== Segment start ==

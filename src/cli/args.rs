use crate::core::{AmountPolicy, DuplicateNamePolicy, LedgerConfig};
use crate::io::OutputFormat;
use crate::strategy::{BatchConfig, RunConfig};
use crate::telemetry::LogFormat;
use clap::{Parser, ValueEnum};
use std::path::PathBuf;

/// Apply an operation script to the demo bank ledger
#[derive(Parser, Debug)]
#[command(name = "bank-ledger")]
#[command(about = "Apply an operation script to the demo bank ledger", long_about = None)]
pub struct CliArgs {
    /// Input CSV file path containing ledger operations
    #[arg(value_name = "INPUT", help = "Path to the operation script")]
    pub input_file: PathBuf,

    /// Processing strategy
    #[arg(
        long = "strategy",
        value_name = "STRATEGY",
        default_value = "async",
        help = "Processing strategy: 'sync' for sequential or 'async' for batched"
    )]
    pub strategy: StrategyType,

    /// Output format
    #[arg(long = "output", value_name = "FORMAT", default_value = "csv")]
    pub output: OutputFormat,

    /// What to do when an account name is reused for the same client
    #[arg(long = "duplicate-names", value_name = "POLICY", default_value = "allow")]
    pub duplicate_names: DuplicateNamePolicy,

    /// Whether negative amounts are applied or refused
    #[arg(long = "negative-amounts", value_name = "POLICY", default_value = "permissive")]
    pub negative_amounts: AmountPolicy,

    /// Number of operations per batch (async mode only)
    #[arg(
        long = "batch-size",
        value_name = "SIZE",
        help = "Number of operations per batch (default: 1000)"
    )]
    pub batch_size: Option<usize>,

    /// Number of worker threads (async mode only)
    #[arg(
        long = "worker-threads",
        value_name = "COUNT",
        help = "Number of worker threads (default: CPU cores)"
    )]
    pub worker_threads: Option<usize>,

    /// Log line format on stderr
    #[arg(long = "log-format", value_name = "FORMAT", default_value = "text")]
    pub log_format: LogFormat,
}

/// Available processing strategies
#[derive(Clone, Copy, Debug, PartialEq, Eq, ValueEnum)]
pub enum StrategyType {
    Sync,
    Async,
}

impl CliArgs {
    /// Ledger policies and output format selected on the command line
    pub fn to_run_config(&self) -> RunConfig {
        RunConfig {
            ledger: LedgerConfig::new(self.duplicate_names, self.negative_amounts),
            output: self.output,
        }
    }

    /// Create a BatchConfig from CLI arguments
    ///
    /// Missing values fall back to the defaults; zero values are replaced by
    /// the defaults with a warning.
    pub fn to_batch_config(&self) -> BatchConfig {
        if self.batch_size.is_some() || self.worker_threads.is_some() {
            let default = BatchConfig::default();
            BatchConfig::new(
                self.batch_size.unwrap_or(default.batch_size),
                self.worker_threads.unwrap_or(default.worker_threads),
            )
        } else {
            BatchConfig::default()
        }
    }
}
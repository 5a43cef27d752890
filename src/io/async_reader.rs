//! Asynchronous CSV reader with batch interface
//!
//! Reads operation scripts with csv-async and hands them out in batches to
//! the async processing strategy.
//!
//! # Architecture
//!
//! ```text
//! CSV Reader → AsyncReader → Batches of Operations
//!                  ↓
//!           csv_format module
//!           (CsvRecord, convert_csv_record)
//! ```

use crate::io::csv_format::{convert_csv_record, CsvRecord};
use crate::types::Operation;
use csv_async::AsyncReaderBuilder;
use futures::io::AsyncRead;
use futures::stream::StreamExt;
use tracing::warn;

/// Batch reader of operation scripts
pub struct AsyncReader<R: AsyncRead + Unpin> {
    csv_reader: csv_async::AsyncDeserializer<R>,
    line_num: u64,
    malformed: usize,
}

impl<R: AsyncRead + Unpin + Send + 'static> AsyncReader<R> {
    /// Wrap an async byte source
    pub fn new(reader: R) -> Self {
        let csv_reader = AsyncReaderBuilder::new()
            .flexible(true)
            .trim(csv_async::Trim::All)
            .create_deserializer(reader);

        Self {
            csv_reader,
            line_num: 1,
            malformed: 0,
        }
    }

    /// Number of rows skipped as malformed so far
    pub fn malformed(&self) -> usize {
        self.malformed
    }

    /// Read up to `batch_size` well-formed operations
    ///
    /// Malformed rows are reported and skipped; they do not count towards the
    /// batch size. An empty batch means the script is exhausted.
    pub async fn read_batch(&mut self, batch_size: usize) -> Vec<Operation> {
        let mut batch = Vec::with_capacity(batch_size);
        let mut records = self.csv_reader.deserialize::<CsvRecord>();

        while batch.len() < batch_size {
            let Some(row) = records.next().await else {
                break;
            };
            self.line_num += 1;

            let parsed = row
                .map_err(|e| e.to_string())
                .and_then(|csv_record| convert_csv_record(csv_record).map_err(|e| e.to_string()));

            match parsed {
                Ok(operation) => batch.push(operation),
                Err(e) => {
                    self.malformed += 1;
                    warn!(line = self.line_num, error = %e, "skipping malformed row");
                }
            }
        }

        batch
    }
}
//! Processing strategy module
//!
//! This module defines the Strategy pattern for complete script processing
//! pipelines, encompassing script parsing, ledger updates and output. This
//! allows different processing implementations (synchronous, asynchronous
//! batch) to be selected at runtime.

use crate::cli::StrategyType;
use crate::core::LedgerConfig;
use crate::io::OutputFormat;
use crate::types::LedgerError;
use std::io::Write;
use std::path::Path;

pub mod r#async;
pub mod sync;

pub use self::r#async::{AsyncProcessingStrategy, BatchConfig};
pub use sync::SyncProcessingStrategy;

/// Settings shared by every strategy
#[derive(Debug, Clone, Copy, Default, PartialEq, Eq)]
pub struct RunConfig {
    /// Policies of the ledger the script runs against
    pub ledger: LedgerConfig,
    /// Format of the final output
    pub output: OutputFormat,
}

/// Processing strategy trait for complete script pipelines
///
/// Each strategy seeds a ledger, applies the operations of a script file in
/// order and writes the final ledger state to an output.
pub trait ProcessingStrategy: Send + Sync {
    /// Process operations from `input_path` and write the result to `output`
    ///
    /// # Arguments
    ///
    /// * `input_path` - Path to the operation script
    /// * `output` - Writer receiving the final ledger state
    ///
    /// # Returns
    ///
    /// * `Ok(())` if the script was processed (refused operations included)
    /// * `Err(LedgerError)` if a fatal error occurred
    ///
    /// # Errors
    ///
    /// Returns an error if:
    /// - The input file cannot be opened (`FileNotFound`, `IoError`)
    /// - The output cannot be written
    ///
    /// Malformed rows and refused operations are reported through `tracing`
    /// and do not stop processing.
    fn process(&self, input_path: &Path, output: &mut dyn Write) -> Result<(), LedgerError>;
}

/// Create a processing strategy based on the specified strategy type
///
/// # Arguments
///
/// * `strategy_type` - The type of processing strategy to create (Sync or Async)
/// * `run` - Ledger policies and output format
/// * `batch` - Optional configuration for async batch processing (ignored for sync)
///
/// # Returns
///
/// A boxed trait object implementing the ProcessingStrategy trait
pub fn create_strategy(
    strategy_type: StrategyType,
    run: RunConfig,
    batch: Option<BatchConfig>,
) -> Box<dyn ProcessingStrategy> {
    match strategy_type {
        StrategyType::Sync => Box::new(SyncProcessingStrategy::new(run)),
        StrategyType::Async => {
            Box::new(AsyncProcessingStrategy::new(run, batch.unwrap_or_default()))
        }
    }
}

== Segment end ==
== Segment start ==

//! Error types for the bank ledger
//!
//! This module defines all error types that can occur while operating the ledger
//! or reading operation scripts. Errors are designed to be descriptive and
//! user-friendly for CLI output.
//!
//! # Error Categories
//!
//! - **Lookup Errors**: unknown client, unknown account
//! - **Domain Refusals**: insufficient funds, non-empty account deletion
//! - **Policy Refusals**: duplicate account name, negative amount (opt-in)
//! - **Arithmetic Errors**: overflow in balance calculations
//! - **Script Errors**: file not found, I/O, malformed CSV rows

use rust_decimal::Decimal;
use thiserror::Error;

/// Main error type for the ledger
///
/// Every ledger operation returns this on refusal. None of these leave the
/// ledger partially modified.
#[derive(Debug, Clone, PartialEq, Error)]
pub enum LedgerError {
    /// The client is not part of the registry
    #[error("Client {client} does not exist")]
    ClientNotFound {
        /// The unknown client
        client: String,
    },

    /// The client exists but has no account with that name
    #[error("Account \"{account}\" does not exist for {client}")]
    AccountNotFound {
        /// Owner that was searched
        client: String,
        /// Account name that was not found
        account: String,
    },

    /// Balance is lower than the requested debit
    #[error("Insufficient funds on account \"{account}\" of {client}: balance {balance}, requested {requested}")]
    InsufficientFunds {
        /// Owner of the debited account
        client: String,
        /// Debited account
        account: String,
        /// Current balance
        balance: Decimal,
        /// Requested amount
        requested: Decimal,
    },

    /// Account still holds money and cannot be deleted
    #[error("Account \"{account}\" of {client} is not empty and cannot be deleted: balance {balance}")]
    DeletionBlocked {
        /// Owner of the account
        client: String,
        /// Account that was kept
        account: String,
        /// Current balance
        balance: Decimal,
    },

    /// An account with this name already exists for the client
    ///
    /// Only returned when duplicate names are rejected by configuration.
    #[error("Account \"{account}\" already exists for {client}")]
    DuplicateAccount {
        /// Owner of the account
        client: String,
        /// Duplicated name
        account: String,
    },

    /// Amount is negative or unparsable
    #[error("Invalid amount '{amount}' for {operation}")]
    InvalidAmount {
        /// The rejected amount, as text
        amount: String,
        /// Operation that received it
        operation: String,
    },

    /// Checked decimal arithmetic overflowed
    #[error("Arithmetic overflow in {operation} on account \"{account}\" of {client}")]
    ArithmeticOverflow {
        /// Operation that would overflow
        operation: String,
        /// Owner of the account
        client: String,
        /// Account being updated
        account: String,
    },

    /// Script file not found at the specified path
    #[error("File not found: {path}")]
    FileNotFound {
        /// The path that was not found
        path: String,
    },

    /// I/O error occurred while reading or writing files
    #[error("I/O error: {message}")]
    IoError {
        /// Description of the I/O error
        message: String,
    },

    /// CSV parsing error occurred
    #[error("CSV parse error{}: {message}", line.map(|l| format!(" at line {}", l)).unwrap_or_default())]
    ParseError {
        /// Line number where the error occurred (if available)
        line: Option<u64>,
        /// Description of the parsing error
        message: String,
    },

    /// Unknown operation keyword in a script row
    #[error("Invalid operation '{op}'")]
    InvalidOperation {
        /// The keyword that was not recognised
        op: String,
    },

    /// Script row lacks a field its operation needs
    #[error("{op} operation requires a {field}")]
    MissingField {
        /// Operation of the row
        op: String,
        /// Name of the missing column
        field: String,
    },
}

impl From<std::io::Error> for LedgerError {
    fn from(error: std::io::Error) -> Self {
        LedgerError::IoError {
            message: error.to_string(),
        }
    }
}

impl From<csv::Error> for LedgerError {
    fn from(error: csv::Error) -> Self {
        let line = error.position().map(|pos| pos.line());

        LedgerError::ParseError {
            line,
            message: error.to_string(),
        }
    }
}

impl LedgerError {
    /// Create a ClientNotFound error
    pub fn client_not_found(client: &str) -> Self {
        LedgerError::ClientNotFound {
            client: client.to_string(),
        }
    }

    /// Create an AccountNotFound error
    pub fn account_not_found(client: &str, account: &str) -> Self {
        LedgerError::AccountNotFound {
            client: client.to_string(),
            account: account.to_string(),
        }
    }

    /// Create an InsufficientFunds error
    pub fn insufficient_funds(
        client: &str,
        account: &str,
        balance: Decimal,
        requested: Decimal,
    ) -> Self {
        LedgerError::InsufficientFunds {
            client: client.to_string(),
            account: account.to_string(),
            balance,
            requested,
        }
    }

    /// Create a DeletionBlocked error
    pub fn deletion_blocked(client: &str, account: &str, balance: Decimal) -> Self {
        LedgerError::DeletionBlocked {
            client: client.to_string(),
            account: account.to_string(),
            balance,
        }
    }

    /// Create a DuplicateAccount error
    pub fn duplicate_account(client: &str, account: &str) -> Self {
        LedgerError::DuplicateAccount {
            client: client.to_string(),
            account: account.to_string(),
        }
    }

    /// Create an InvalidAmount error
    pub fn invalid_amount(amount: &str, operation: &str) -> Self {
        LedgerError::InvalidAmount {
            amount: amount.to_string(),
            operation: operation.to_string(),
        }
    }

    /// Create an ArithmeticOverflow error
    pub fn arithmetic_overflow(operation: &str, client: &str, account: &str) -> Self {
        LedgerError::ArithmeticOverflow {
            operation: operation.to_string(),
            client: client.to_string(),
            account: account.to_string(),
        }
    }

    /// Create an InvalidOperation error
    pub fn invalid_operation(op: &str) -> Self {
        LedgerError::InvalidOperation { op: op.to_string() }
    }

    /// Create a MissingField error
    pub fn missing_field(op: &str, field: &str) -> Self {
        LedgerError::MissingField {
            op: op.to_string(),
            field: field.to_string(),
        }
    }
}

== Segment end ==

TASK OBJECTIVE: Check each line of the data for "Parser". Copy the lines where it turns up.

SOLUTION TO THE PROBLEM:
use clap::{Parser, ValueEnum};
#[derive(Parser, Debug)]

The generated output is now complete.